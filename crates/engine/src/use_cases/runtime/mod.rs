pub mod abort;
pub mod migration_status;
pub mod resume;
pub mod start;
pub mod stepper;

pub use abort::AbortNarrative;
pub use migration_status::GetMigrationStatus;
pub use resume::ResumeNarrative;
pub use start::StartNarrative;
pub use stepper::{CallContext, StepOutcome, Stepper};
++++++++++++++++++++
### Problem description:
Without changing a single character, repeat each record.

### Response to the task:
filename crates/engine/src/use_cases/runtime/mod.rs
pub mod abort;
pub mod migration_status;
pub mod resume;
pub mod start;
pub mod stepper;

pub use abort::AbortNarrative;
pub use migration_status::GetMigrationStatus;
pub use resume::ResumeNarrative;
pub use start::StartNarrative;
pub use stepper::{CallContext, StepOutcome, Stepper};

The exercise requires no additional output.